How Can I Ensure a Smooth Personal Transition Into an Industry Job?
- Lemert says that scientists should learn to write in the manner preferred by industry. "The typical academic research paper style is not appropriate. Management wants to get directly to the bottom line--what do I need to do, how much is it going to cost me, and what is it going to do for me. That information needs to be summarized very briefly in the first paragraph of your report. The next 1 to 1.5 pages can expand upon these areas, but you still need to be very concise."
- Andy Spencer, an industry research scientist, says that scientists should be prepared for tedious detail work of a nonscientific nature. "In a GLP [Good Laboratory Practices] environment, you sometimes need to do tedious work for other reasons--to comply with federal regulations, to lock down intellectual property, to make a partnership happen. You can find yourself spending effort on things you normally wouldn't in academia for reasons that are not close to the reasons you grew up thinking were the most important."
- John Hoey, also an industry research scientist, advises being creative in the job search. "My company has many open positions because we cannot get people to actively solicit employment. Does this sound strange? It shouldn't. Many companies don't advertise for most of their open jobs. Those of you job seekers applying online only for open positions are selling yourself short. There are many companies with lots of jobs just waiting for the right person to come and apply."
- Fischer suggests bringing the complexity of communication down a notch. "Learn how to communicate your ideas to nonspecialists. For people in the biomedical sciences, there are numerous opportunities for this.
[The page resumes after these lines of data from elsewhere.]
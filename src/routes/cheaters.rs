use axum::extract::{Query, State};
use axum::Json;
use serde::Serialize;
use std::sync::Arc;

use crate::errors::AppResult;
use crate::models::{CheaterFilter, CheaterRecord, CreateCheaterRequest};
use crate::AppState;

#[derive(Debug, Serialize)]
pub struct CheaterListResponse {
    pub count: usize,
    pub results: Vec<CheaterRecord>,
}

#[derive(Debug, Serialize)]
pub struct InsertResponse {
    pub inserted_id: String,
}

pub async fn list_cheaters(
    State(state): State<Arc<AppState>>,
    Query(filter): Query<CheaterFilter>,
) -> AppResult<Json<CheaterListResponse>> {
    let store = state.store()?;

    let cheaters = store.find_cheaters(filter.to_document()).await?;
    let results: Vec<CheaterRecord> = cheaters.into_iter().map(CheaterRecord::from).collect();

    Ok(Json(CheaterListResponse {
        count: results.len(),
        results,
    }))
}

pub async fn create_cheater(
    State(state): State<Arc<AppState>>,
    Json(body): Json<CreateCheaterRequest>,
) -> AppResult<Json<InsertResponse>> {
    // Validation rejects the payload before any store interaction.
    let cheater = body.validate()?;
    let store = state.store()?;

    let inserted_id = store.insert_cheater(&cheater).await?;
    tracing::info!(
        subject_id = %cheater.subject_id,
        inserted_id = %inserted_id,
        "cheater record created"
    );

    Ok(Json(InsertResponse { inserted_id }))
}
For example, one could volunteer to give a talk on their research to a patient-advocacy group for a particular disease. This has an added benefit that it educates the public about the importance of continued federal funding for research."
- I believe that academic scientists need to think about the translation of their work into commercial products. Experience and competence translating basic research into commercial applications will bridge the gap between the academic and commercial worlds, no matter how large the gap has become.
You've Been Here Before
Don't let these changes in industry put you off. As Kevin Foley, an associate director of research in Boston, recently said to me, drive, ambition, flexibility, creativity, individual excellence, and teamwork will make you a success in industry, and all these traits are found in academia as well as in companies. You've got the skills, and you've made drastic changes before. You can do it again.
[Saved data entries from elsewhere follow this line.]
//! Builder for bootstrapping logging from a configuration file.
//!
//! The bootstrap reads the JSON document, makes sure the log directory exists,
//! points the file handler at `<log dir>/app.log` and hands the `logging`
//! section to [`dispatch::configure`](crate::dispatch::configure).
//!
//! # Example
//!
//! ```rust,no_run
//! // Reads ./logging.json and logs under $TMT_LOG_HOME/tmt/logs
//! let _handle = tmtlog::init().expect("Failed to initialize logging");
//!
//! // Explicit file and log home
//! let _handle = tmtlog::builder()
//!     .with_config_path("/etc/tmt/logging.json")
//!     .with_log_home("/var/log")
//!     .init()
//!     .expect("Failed to initialize logging");
//! ```

use crate::dispatch::{self, LoggingHandle};
use crate::{ConfigDocument, LogLocation, LoggingConfig, Result};
use std::path::PathBuf;

/// Configuration file read when no path is given.
pub const DEFAULT_CONFIG_PATH: &str = "logging.json";
/// Handler whose `filename` is replaced with the computed log file.
pub const DEFAULT_FILE_HANDLER: &str = "file_handler";
/// Top-level section handed to the dispatch routine.
pub const LOGGING_SECTION: &str = "logging";

/// A builder for bootstrapping logging.
///
/// This provides a fluent interface for locating the configuration file and
/// the log directory, then loading and installing the configuration.
#[derive(Debug, Clone)]
pub struct Bootstrap {
    config_path: PathBuf,
    log_home: Option<String>,
    file_handler: String,
}

/// A loaded and patched logging section, ready to be installed.
#[derive(Debug, Clone)]
pub struct Prepared {
    pub config: LoggingConfig,
    pub location: LogLocation,
}

impl Prepared {
    /// Install the configuration as the process-wide subscriber.
    pub fn install(self) -> Result<LoggingHandle> {
        dispatch::configure(self.config)
    }
}

impl Bootstrap {
    /// Create a Bootstrap with default settings.
    pub fn new() -> Self {
        Self {
            config_path: PathBuf::from(DEFAULT_CONFIG_PATH),
            log_home: None,
            file_handler: DEFAULT_FILE_HANDLER.to_string(),
        }
    }

    /// Read the configuration from `path` instead of `logging.json`.
    pub fn with_config_path(mut self, path: impl Into<PathBuf>) -> Self {
        self.config_path = path.into();
        self
    }

    /// Use `home` instead of `TMT_LOG_HOME`.
    pub fn with_log_home(mut self, home: impl Into<String>) -> Self {
        self.log_home = Some(home.into());
        self
    }

    /// Patch the handler called `name` instead of `file_handler`.
    pub fn with_file_handler(mut self, name: impl Into<String>) -> Self {
        self.file_handler = name.into();
        self
    }

    pub fn config_path(&self) -> &std::path::Path {
        &self.config_path
    }

    /// Resolve the log location from the explicit home or the environment.
    pub fn location(&self) -> Result<LogLocation> {
        match &self.log_home {
            Some(home) => Ok(LogLocation::from_home(Some(home.as_str()))),
            None => LogLocation::from_env(),
        }
    }

    /// Load, patch and parse the configuration without touching global state.
    ///
    /// The steps run in a fixed order, so a malformed file fails before the
    /// log directory is created, and a missing handler fails after it.
    ///
    /// # Errors
    ///
    /// Returns an error if:
    /// - The file is missing or is not valid JSON
    /// - The log directory cannot be created
    /// - The document has no `logging.handlers.<file handler>` object
    /// - The `logging` section has the wrong shape
    pub fn prepare(&self) -> Result<Prepared> {
        let mut document = ConfigDocument::load(&self.config_path)?;

        let location = self.location()?;
        location.ensure()?;

        document.set(
            &[
                LOGGING_SECTION,
                "handlers",
                self.file_handler.as_str(),
                "filename",
            ],
            location.file_str(),
        )?;
        tracing::debug!(
            handler = %self.file_handler,
            file = location.file_str(),
            "file handler patched"
        );

        let config = serde_json::from_value(document.take(LOGGING_SECTION)?)?;
        Ok(Prepared { config, location })
    }

    /// Prepare and install the configuration.
    ///
    /// This consumes the builder and initializes the global logging system.
    ///
    /// # Errors
    ///
    /// Returns an error if:
    /// - [`prepare`](Self::prepare) fails
    /// - The tracing subscriber is already initialized
    /// - A log file cannot be opened
    pub fn init(self) -> Result<LoggingHandle> {
        self.prepare()?.install()
    }
}

impl Default for Bootstrap {
    fn default() -> Self {
        Self::new()
    }
}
As Foley sees it, the question of mutation versus extinction is a no-brainer. The scientist, by his or her very nature, is capable of mutating to fit the changing needs of industry. "Is the adjustment from academia to industry any larger than the adjustment from undergrad to grad school?" says Foley. "Sure, there are probably some personalities that would only succeed in one environment or the other, but I think these are the exceptions. Most of us are fully capable of adapting to those differences and succeeding." All you need to do is take the initiative and adapt so that you don't find yourself and your skills facing extinction.